EXERCISE: Using the records that follow, count the lines containing the word "after" and give that number only.

MATERIAL SUPPLIED:
◇ ◇ ◇ ◇ ◇ ◇ ◇

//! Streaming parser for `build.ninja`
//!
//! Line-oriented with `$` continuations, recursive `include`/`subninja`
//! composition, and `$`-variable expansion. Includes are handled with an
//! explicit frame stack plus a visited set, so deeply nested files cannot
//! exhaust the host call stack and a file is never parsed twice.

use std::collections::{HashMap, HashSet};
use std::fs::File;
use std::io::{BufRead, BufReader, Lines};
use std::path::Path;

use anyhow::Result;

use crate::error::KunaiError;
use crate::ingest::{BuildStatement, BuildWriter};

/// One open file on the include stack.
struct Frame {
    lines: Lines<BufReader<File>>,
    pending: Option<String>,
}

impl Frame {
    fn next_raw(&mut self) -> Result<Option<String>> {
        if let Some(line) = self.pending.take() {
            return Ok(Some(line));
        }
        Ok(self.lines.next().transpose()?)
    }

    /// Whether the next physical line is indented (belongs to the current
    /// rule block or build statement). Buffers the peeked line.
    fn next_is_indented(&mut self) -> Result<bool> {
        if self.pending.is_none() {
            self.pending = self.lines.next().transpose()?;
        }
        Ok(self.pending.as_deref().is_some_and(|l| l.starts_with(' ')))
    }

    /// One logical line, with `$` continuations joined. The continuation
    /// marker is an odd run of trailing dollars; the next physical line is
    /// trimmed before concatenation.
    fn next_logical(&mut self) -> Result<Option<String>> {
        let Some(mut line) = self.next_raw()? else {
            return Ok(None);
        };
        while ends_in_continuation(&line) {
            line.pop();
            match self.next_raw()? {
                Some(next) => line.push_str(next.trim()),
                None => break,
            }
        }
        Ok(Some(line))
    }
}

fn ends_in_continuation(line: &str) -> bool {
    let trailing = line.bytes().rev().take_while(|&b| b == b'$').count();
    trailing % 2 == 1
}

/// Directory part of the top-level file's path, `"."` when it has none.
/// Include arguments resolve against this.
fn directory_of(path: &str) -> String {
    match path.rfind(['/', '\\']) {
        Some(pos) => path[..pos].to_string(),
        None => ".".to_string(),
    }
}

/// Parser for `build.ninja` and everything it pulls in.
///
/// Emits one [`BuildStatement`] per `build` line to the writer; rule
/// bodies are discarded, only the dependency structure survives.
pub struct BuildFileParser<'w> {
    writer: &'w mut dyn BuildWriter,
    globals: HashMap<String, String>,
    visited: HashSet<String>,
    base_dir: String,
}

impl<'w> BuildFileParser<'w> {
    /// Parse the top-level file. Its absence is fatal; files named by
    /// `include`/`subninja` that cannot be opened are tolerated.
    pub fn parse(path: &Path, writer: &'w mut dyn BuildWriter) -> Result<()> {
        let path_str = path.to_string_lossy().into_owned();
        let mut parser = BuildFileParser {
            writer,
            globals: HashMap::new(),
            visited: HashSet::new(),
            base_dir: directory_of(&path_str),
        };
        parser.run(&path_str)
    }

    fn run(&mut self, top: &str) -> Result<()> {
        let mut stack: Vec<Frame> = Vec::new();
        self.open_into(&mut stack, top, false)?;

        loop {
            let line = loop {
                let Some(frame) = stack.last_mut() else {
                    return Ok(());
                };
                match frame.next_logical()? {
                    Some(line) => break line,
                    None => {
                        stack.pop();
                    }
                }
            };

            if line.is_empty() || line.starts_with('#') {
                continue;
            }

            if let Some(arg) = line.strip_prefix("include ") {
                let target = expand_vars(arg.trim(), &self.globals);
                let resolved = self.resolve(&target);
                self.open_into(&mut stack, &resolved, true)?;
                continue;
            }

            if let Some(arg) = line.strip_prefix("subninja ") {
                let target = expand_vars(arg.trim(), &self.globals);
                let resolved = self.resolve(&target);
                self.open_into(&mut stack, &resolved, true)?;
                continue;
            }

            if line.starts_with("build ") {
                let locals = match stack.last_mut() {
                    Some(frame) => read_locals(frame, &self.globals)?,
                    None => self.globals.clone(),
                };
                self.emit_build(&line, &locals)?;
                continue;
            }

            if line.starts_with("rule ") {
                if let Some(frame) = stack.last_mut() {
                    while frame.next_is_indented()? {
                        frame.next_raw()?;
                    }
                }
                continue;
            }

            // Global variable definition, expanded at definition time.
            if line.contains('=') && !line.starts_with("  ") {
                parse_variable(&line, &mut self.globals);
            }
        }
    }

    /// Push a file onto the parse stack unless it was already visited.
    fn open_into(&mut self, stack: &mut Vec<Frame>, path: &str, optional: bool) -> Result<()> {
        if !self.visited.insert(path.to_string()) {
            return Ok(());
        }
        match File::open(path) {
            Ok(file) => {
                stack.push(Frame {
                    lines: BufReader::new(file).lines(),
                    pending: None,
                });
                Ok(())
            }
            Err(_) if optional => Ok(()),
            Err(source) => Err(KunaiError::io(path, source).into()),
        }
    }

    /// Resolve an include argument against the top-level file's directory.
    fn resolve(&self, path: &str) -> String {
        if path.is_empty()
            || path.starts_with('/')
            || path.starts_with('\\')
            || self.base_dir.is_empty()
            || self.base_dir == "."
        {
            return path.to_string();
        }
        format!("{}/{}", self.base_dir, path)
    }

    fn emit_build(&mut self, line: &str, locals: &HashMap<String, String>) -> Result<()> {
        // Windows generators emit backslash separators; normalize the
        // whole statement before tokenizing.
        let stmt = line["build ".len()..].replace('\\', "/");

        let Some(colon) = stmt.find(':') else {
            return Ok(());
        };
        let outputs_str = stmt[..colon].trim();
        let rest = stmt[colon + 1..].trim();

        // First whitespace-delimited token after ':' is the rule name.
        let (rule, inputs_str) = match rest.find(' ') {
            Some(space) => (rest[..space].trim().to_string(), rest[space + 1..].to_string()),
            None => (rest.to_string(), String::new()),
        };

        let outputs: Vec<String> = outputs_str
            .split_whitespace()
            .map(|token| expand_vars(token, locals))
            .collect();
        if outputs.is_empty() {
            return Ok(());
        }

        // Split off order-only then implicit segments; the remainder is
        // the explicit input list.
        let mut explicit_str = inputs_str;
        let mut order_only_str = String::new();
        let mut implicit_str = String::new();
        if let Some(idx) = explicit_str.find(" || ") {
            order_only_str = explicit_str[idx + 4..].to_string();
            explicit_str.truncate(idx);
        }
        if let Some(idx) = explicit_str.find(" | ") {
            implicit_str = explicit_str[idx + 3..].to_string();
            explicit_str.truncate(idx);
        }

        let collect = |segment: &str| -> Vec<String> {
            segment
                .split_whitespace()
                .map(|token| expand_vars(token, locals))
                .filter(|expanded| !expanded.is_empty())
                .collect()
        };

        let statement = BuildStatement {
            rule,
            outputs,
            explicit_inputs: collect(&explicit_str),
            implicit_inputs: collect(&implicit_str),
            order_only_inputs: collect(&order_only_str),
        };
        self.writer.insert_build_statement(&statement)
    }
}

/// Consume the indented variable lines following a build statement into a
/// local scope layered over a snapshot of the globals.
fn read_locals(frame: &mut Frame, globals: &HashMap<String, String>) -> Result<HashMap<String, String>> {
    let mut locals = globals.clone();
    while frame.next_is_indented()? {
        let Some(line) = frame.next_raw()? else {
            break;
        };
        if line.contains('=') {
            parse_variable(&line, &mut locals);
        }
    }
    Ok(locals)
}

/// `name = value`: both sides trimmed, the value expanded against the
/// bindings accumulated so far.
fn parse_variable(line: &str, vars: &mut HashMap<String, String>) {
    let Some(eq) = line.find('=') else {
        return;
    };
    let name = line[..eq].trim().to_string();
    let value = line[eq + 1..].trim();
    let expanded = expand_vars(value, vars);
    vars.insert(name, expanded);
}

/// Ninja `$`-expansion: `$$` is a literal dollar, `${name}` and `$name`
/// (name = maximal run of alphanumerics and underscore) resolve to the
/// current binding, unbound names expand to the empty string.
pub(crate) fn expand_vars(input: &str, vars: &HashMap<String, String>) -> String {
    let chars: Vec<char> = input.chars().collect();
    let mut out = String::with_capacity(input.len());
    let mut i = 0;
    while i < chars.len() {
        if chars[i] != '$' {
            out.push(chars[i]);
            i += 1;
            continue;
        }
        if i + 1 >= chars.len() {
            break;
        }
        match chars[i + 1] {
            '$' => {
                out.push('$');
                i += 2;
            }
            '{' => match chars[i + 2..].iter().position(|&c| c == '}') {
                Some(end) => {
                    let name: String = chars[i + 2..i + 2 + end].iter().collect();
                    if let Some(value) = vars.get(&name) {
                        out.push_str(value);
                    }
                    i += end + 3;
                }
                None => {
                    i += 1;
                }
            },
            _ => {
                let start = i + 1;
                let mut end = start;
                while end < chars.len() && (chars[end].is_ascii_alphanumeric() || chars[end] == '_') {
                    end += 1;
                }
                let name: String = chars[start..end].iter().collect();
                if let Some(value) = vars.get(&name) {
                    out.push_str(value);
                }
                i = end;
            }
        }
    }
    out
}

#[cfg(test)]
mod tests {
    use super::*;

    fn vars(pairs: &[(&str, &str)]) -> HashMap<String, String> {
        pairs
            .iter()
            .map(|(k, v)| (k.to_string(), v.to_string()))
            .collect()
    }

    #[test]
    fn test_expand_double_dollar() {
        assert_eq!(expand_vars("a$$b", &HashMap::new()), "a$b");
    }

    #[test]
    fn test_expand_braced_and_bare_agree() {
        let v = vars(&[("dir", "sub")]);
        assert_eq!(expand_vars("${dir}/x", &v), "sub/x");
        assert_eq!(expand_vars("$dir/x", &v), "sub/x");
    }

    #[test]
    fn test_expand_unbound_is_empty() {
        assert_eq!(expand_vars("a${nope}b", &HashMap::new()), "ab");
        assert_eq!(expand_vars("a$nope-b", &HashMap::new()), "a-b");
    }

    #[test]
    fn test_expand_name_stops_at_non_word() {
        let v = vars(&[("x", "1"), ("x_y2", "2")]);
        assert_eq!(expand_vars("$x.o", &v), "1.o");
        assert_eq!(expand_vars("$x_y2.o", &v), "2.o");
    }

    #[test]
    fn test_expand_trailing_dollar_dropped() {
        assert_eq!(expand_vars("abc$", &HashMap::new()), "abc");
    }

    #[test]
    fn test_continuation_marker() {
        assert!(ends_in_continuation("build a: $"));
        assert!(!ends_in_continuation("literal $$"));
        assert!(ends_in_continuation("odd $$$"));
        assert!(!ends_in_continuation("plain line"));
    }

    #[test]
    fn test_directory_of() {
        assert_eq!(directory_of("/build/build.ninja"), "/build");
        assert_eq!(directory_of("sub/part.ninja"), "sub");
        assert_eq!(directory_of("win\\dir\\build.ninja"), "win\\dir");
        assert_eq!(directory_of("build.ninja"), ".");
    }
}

◇ ◇ ◇ ◇ ◇ ◇ ◇

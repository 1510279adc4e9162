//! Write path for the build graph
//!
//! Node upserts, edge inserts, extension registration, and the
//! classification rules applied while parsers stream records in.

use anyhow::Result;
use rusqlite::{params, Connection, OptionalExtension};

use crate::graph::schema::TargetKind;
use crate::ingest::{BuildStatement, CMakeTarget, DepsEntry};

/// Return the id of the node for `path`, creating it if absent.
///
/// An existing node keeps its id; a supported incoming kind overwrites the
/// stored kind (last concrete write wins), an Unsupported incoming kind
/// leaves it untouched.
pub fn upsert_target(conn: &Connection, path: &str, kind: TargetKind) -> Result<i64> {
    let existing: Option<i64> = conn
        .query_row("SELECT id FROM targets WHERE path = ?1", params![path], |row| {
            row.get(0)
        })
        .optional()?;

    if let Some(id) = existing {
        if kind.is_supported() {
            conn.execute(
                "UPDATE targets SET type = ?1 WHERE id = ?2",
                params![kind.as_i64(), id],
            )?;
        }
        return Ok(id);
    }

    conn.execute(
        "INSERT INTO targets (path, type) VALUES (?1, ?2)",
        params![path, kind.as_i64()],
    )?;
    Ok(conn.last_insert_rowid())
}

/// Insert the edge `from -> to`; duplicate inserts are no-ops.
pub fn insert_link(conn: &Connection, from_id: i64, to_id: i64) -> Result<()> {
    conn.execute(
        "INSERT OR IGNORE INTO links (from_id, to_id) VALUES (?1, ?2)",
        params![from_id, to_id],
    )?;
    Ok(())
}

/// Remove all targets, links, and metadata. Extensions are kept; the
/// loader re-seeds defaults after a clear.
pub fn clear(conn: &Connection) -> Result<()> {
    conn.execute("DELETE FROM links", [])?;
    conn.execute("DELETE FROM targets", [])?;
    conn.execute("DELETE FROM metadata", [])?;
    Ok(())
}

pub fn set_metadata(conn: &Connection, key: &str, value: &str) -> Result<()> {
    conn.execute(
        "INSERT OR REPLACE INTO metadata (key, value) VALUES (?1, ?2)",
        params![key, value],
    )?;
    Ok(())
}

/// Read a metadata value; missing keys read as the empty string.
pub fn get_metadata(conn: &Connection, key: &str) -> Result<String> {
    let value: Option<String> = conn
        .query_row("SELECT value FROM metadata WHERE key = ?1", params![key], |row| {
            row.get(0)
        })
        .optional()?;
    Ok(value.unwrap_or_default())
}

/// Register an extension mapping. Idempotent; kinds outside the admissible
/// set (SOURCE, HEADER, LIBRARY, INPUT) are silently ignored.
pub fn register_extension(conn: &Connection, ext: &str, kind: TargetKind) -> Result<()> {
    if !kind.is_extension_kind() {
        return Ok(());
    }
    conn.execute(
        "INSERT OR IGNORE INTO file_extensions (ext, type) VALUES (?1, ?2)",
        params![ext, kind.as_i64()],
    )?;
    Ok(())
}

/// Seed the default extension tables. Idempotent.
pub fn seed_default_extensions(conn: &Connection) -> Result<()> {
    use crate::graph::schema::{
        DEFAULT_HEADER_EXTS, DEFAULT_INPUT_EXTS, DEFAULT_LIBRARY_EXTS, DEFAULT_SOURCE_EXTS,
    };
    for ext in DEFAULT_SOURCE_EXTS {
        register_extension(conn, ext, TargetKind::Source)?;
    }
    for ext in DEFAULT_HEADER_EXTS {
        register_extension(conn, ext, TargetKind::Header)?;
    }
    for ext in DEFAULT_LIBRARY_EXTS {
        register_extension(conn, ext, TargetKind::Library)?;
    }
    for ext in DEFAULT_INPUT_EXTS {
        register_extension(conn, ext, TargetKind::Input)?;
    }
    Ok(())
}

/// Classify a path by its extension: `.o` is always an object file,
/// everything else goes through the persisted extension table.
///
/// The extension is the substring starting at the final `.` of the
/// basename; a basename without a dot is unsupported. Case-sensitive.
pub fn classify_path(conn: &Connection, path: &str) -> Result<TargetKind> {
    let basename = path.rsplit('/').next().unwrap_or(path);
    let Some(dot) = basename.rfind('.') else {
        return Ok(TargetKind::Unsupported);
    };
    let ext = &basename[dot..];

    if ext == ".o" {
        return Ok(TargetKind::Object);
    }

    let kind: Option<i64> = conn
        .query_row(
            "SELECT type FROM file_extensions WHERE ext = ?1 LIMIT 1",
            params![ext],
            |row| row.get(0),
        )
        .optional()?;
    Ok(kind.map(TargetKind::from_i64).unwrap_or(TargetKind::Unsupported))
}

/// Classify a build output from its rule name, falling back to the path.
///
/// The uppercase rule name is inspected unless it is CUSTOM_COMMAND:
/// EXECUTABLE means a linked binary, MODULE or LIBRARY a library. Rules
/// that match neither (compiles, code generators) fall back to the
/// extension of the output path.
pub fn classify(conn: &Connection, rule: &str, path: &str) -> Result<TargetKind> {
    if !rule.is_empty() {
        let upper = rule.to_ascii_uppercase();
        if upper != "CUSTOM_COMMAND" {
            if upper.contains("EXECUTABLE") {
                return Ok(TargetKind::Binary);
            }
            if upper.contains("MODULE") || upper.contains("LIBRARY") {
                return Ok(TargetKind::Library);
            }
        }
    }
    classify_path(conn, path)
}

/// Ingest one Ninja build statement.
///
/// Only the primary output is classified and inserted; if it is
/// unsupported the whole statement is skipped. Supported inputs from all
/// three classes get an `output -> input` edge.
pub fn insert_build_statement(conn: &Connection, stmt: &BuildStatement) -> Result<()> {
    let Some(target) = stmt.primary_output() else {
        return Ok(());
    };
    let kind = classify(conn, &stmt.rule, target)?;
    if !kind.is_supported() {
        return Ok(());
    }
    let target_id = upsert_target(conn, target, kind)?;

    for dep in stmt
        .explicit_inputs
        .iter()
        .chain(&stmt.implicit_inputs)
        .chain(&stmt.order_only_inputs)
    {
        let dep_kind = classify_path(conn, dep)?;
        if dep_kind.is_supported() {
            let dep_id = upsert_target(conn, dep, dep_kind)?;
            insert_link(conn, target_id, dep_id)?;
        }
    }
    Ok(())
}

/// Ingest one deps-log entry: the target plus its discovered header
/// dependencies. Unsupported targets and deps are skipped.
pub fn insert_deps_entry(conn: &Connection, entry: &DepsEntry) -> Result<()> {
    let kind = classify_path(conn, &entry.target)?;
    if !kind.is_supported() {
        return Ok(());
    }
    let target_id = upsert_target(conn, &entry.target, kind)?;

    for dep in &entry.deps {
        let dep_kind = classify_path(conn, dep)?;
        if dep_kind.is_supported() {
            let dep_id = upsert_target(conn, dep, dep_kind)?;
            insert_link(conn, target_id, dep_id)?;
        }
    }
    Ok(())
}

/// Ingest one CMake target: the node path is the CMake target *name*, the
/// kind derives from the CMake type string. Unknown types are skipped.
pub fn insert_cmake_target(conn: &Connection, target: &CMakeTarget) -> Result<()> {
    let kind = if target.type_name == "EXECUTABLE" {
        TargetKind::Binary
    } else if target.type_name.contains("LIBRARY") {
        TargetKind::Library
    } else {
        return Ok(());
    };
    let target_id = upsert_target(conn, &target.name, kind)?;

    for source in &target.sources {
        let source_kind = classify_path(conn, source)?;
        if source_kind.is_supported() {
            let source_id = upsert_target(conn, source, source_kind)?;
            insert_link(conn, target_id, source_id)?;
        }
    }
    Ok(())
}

◇ ◇ ◇ ◇ ◇ ◇ ◇

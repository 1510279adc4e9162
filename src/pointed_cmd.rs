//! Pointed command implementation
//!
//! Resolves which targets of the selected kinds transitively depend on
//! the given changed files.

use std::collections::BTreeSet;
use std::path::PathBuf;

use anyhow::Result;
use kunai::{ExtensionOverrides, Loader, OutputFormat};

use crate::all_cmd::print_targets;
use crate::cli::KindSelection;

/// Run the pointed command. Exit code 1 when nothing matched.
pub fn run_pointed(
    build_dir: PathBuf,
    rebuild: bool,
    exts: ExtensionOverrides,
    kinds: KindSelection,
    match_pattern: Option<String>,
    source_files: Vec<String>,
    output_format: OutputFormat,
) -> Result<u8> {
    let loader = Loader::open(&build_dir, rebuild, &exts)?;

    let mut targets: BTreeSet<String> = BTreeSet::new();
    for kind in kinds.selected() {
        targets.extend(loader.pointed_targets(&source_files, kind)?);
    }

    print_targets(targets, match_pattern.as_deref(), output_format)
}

◇ ◇ ◇ ◇ ◇ ◇ ◇

THE COMPLETED TASK: 2